Locate the string "pairs" in the records below. Copy every line where it occurs.

_EXCERPTED DATA_
· · · · ·

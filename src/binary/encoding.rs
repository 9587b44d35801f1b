// Copyright 2025-present Harīṣh Tummalachērla
// SPDX-License-Identifier: Apache-2.0

//! Binary encoding primitives: little-endian u32 and length-prefixed bytes.
//!
//! Nothing fancy here. Every integer in the file is a fixed 4-byte
//! little-endian `u32`, and every term is a `u32` length followed by that
//! many raw bytes. No terminators, no varints.

use std::io::{self, Read, Write};

use super::header::RESERVE_CAP;
use crate::error::{BkError, Result};

pub(crate) fn write_u32<W: Write>(w: &mut W, value: u32) -> Result<()> {
    w.write_all(&value.to_le_bytes())?;
    Ok(())
}

/// Write a `u32` length prefix followed by the bytes themselves.
///
/// A slice longer than `u32::MAX` is rejected as an I/O `InvalidInput` error
/// before anything is written. `Format` is reserved for malformed input.
pub(crate) fn write_bytes<W: Write>(w: &mut W, bytes: &[u8]) -> Result<()> {
    let len = u32::try_from(bytes.len()).map_err(|_| oversized(bytes.len()))?;
    write_u32(w, len)?;
    w.write_all(bytes)?;
    Ok(())
}

fn oversized(len: usize) -> BkError {
    BkError::Io(io::Error::new(
        io::ErrorKind::InvalidInput,
        format!("term of {len} bytes exceeds the u32 length prefix"),
    ))
}

/// Read a `u32`. Running out of input is a truncation error naming `what`.
pub(crate) fn read_u32<R: Read>(r: &mut R, what: &str) -> Result<u32> {
    let mut buf = [0u8; 4];
    r.read_exact(&mut buf)
        .map_err(|e| BkError::from_read(e, what))?;
    Ok(u32::from_le_bytes(buf))
}

/// Read a length-prefixed byte string.
///
/// The length is not trusted for allocation: bytes are pulled through
/// `Read::take`, so a prefix that lies about the remaining input shows up as
/// a short read instead of a giant buffer.
pub(crate) fn read_bytes<R: Read>(r: &mut R, what: &str) -> Result<Vec<u8>> {
    let len = read_u32(r, what)?;
    let mut buf = Vec::with_capacity((len as usize).min(RESERVE_CAP));
    (&mut *r).take(u64::from(len)).read_to_end(&mut buf)?;
    if buf.len() != len as usize {
        return Err(BkError::format(format!(
            "truncated stream while reading {what}: expected {len} bytes, got {}",
            buf.len()
        )));
    }
    Ok(buf)
}
//! The position-addressed record form, including its JSON rendering.

use bkmatch::{BkError, BkTree, IndexForm, NodeId, SerializedNode};

use crate::common::{clinical_tree, pairs, scenario_tree, search_owned};

#[test]
fn test_scenario_records_are_breadth_first() {
    let form = scenario_tree().to_serializable();
    let terms: Vec<&[u8]> = form.iter().map(|node| node.term.as_slice()).collect();
    // book; its children books (1), cake (4); then boo under books; cape, cart under cake
    assert_eq!(
        terms,
        vec![&b"book"[..], b"books", b"cake", b"boo", b"cape", b"cart"]
    );
    assert_eq!(form[0].children, vec![(1, 1), (4, 2)]);
    assert_eq!(form[1].children, vec![(2, 3)]);
    assert_eq!(form[2].children, vec![(1, 4), (2, 5)]);
    assert!(form[3..].iter().all(|node| node.children.is_empty()));
}

#[test]
fn test_loaded_tree_numbers_nodes_by_record() {
    // books lands under boo, so it is inserted third but recorded last
    let tree: BkTree = ["book", "boo", "books", "cake"].into_iter().collect();
    let built: Vec<&[u8]> = tree.terms().collect();
    assert_eq!(built, vec![&b"book"[..], b"boo", b"books", b"cake"]);

    let loaded = BkTree::from_bytes(&tree.to_bytes().unwrap()).unwrap();
    let recorded: Vec<&[u8]> = loaded.terms().collect();
    assert_eq!(recorded, vec![&b"book"[..], b"boo", b"cake", b"books"]);
    assert_eq!(tree.term(NodeId(2)), Some(&b"books"[..]));
    assert_eq!(loaded.term(NodeId(2)), Some(&b"cake"[..]));
}

#[test]
fn test_rebuilt_tree_answers_the_same() {
    let tree = clinical_tree();
    let rebuilt = BkTree::from_serializable(tree.to_serializable()).unwrap();
    for query in ["cardiak", "stenosis", "hepatits", "aortc"] {
        assert_eq!(search_owned(&rebuilt, query, 2), search_owned(&tree, query, 2));
    }
}

#[test]
fn test_json_round_trip() {
    let form = scenario_tree().to_serializable();
    let json = serde_json::to_string(&form).unwrap();
    let parsed: IndexForm = serde_json::from_str(&json).unwrap();
    assert_eq!(parsed, form);

    let tree = BkTree::from_serializable(parsed).unwrap();
    assert_eq!(
        search_owned(&tree, "book", 1),
        pairs(&[("book", 0), ("boo", 1), ("books", 1)])
    );
}

#[test]
fn test_json_shape() {
    let form = vec![
        SerializedNode::new("ab", vec![(1, 1)]),
        SerializedNode::new("a", vec![]),
    ];
    let value = serde_json::to_value(&form).unwrap();
    assert_eq!(
        value,
        serde_json::json!([
            { "term": [97, 98], "children": [[1, 1]] },
            { "term": [97], "children": [] }
        ])
    );
}

#[test]
fn test_empty_form_is_empty_tree() {
    let tree = BkTree::from_serializable(Vec::new()).unwrap();
    assert!(tree.is_empty());
    assert!(tree.to_serializable().is_empty());
}

#[test]
fn test_index_out_of_range() {
    let form = vec![
        SerializedNode::new("a", vec![(1, 1)]),
        SerializedNode::new("b", vec![(1, 7)]),
    ];
    match BkTree::from_serializable(form) {
        Err(BkError::IndexOutOfRange { index, len }) => {
            assert_eq!(index, 7);
            assert_eq!(len, 2);
        }
        other => panic!("expected IndexOutOfRange, got {other:?}"),
    }
}

#[test]
fn test_not_a_tree_is_format_error() {
    // "c" is never attached
    let form = vec![
        SerializedNode::new("a", vec![(1, 1)]),
        SerializedNode::new("b", vec![]),
        SerializedNode::new("c", vec![]),
    ];
    assert!(matches!(
        BkTree::from_serializable(form),
        Err(BkError::Format(_))
    ));
}
// Copyright 2025-present Harīṣh Tummalachērla
// SPDX-License-Identifier: Apache-2.0

//! Range search with distance-band pruning.

use super::BkTree;
use crate::fuzzy::distance;
use crate::types::{sort_matches, Match, NodeId};
use crate::verify::contracts::{check_results_sorted, check_results_within};

impl BkTree {
    /// Every stored term within `max_dist` edits of `query`, with its distance.
    ///
    /// Sorted by ascending distance, ties broken by byte order of the term.
    /// The sort runs over the collected matches, so traversal order never
    /// leaks into the result.
    ///
    /// A negative `max_dist` matches nothing: no distance is ever below zero,
    /// and the pruning band `[d - k, d + k]` is empty for negative `k`.
    pub fn search<Q: AsRef<[u8]>>(&self, query: Q, max_dist: i64) -> Vec<Match<'_>> {
        let query = query.as_ref();
        let mut matches = Vec::new();
        if self.is_empty() {
            return matches;
        }

        let mut stack = vec![NodeId::ROOT];
        while let Some(id) = stack.pop() {
            let node = self.node(id);
            let d = distance(&node.term, query);
            let wide = i64::from(d);
            if wide <= max_dist {
                matches.push(Match {
                    distance: d,
                    term: &*node.term,
                });
            }

            let low = wide.saturating_sub(max_dist);
            let high = wide.saturating_add(max_dist);
            stack.extend(
                node.children
                    .iter()
                    .filter(|edge| (low..=high).contains(&i64::from(edge.distance)))
                    .map(|edge| edge.child),
            );
        }

        sort_matches(&mut matches);
        check_results_sorted(&matches);
        check_results_within(&matches, max_dist);
        matches
    }

    /// The stored term closest to `query` within `max_dist`, if any.
    ///
    /// Ties resolve the same way as [`search`](Self::search): smallest term wins.
    pub fn nearest<Q: AsRef<[u8]>>(&self, query: Q, max_dist: i64) -> Option<Match<'_>> {
        self.search(query, max_dist).into_iter().next()
    }
}
// Copyright 2025-present Harīṣh Tummalachērla
// SPDX-License-Identifier: Apache-2.0

//! Terminal display utilities for the bkmatch CLI.
//!
//! Box drawing, distance badges and timing colors. Colors use the OneDark
//! palette and are dropped entirely when stdout is not a terminal or
//! `NO_COLOR` is set, so piped output stays plain text.

use std::io::IsTerminal;
use std::sync::OnceLock;

// Box drawing constants - width between │ and │ (excluding border chars)
pub const BOX_WIDTH: usize = 64;

pub const RESET: &str = "\x1b[0m";
pub const BOLD: &str = "\x1b[1m";
pub const DIM: &str = "\x1b[2m";

// OneDark: https://github.com/joshdick/onedark.vim
pub const RED: &str = "\x1b[38;2;224;108;117m";
pub const GREEN: &str = "\x1b[38;2;152;195;121m";
pub const YELLOW: &str = "\x1b[38;2;229;192;123m";
pub const BLUE: &str = "\x1b[38;2;97;175;239m";
pub const CYAN: &str = "\x1b[38;2;86;182;194m";
pub const GRAY: &str = "\x1b[38;2;92;99;112m";

static USE_COLORS: OnceLock<bool> = OnceLock::new();

/// Check if colors should be used (TTY detection)
pub fn use_colors() -> bool {
    *USE_COLORS.get_or_init(|| {
        // Respect NO_COLOR standard
        std::env::var_os("NO_COLOR").is_none() && std::io::stdout().is_terminal()
    })
}

/// Apply styles if colors are on, otherwise return plain text
pub fn styled(styles: &[&str], text: &str) -> String {
    if use_colors() {
        format!("{}{}{}", styles.join(""), text, RESET)
    } else {
        text.to_string()
    }
}

fn border(text: &str) -> String {
    styled(&[GRAY], text)
}

/// Calculate visible length (excluding ANSI codes)
pub fn visible_len(s: &str) -> usize {
    let mut in_escape = false;
    let mut len = 0;
    for c in s.chars() {
        if c == '\x1b' {
            in_escape = true;
        } else if in_escape && c == 'm' {
            in_escape = false;
        } else if !in_escape {
            len += 1;
        }
    }
    len
}

/// Right-pad a styled string to a fixed visible width
pub fn pad_right(s: &str, width: usize) -> String {
    let visible = visible_len(s);
    if visible >= width {
        s.to_string()
    } else {
        format!("{}{}", s, " ".repeat(width - visible))
    }
}

// ═══════════════════════════════════════════════════════════════════════════
// BOX DRAWING
// ═══════════════════════════════════════════════════════════════════════════

/// Print a content line: │ content          │
pub fn row(content: &str) {
    let pad = BOX_WIDTH.saturating_sub(visible_len(content));
    println!("{}{}{}{}", border("│"), content, " ".repeat(pad), border("│"));
}

/// Print a `label: value` line with the label column aligned
pub fn field(label: &str, value: &str) {
    let label = styled(&[DIM], &format!("{label:<16}"));
    row(&format!("  {label}{value}"));
}

/// Print section header: ┌─ LABEL ──────────┐
pub fn section_top(label: &str) {
    let label_part = format!("─ {} ", styled(&[CYAN, BOLD], label));
    let remaining = BOX_WIDTH.saturating_sub(visible_len(&label_part));
    println!(
        "{}{}{}",
        border("┌"),
        label_part,
        border(&format!("{}┐", "─".repeat(remaining)))
    );
}

/// Print section divider: ├─ LABEL ──────────┤
pub fn section_mid(label: &str) {
    let label_part = format!("─ {} ", styled(&[CYAN, BOLD], label));
    let remaining = BOX_WIDTH.saturating_sub(visible_len(&label_part));
    println!(
        "{}{}{}",
        border("├"),
        label_part,
        border(&format!("{}┤", "─".repeat(remaining)))
    );
}

/// Print section footer: └──────────────────┘
pub fn section_bot() {
    println!("{}", border(&format!("└{}┘", "─".repeat(BOX_WIDTH))));
}

// ═══════════════════════════════════════════════════════════════════════════
// SEMANTIC FORMATTERS
// ═══════════════════════════════════════════════════════════════════════════

/// Color-coded edit distance: exact hits green, near misses yellow, the rest red
pub fn distance_badge(d: u32) -> String {
    let color = match d {
        0 => GREEN,
        1 => YELLOW,
        _ => RED,
    };
    styled(&[color, BOLD], &format!("d={d}"))
}

/// Pass/fail marker
pub fn status(ok: bool) -> String {
    if ok {
        styled(&[GREEN, BOLD], "ok")
    } else {
        styled(&[RED, BOLD], "FAILED")
    }
}

/// Format byte size with appropriate unit
pub fn format_size(bytes: u64) -> String {
    if bytes >= 1024 * 1024 {
        format!("{:.1} MB", bytes as f64 / (1024.0 * 1024.0))
    } else if bytes >= 1024 {
        format!("{:.1} KB", bytes as f64 / 1024.0)
    } else {
        format!("{} B", bytes)
    }
}

/// Format microseconds with color (green < 100µs, yellow < 1ms, red otherwise)
pub fn timing_us(value: f64) -> String {
    let text = if value >= 1000.0 {
        format!("{:.2} ms", value / 1000.0)
    } else {
        format!("{:.1} µs", value)
    };
    let color = if value < 100.0 {
        GREEN
    } else if value < 1000.0 {
        YELLOW
    } else {
        RED
    };
    styled(&[color], &text)
}

/// Blue, for numbers worth noticing
pub fn highlight(text: &str) -> String {
    styled(&[BLUE, BOLD], text)
}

· · · · ·

_ANSWER FOR THE TASK_
use crate::common::{clinical_tree, pairs, scenario_tree, search_owned};
        pairs(&[("book", 0), ("boo", 1), ("books", 1)])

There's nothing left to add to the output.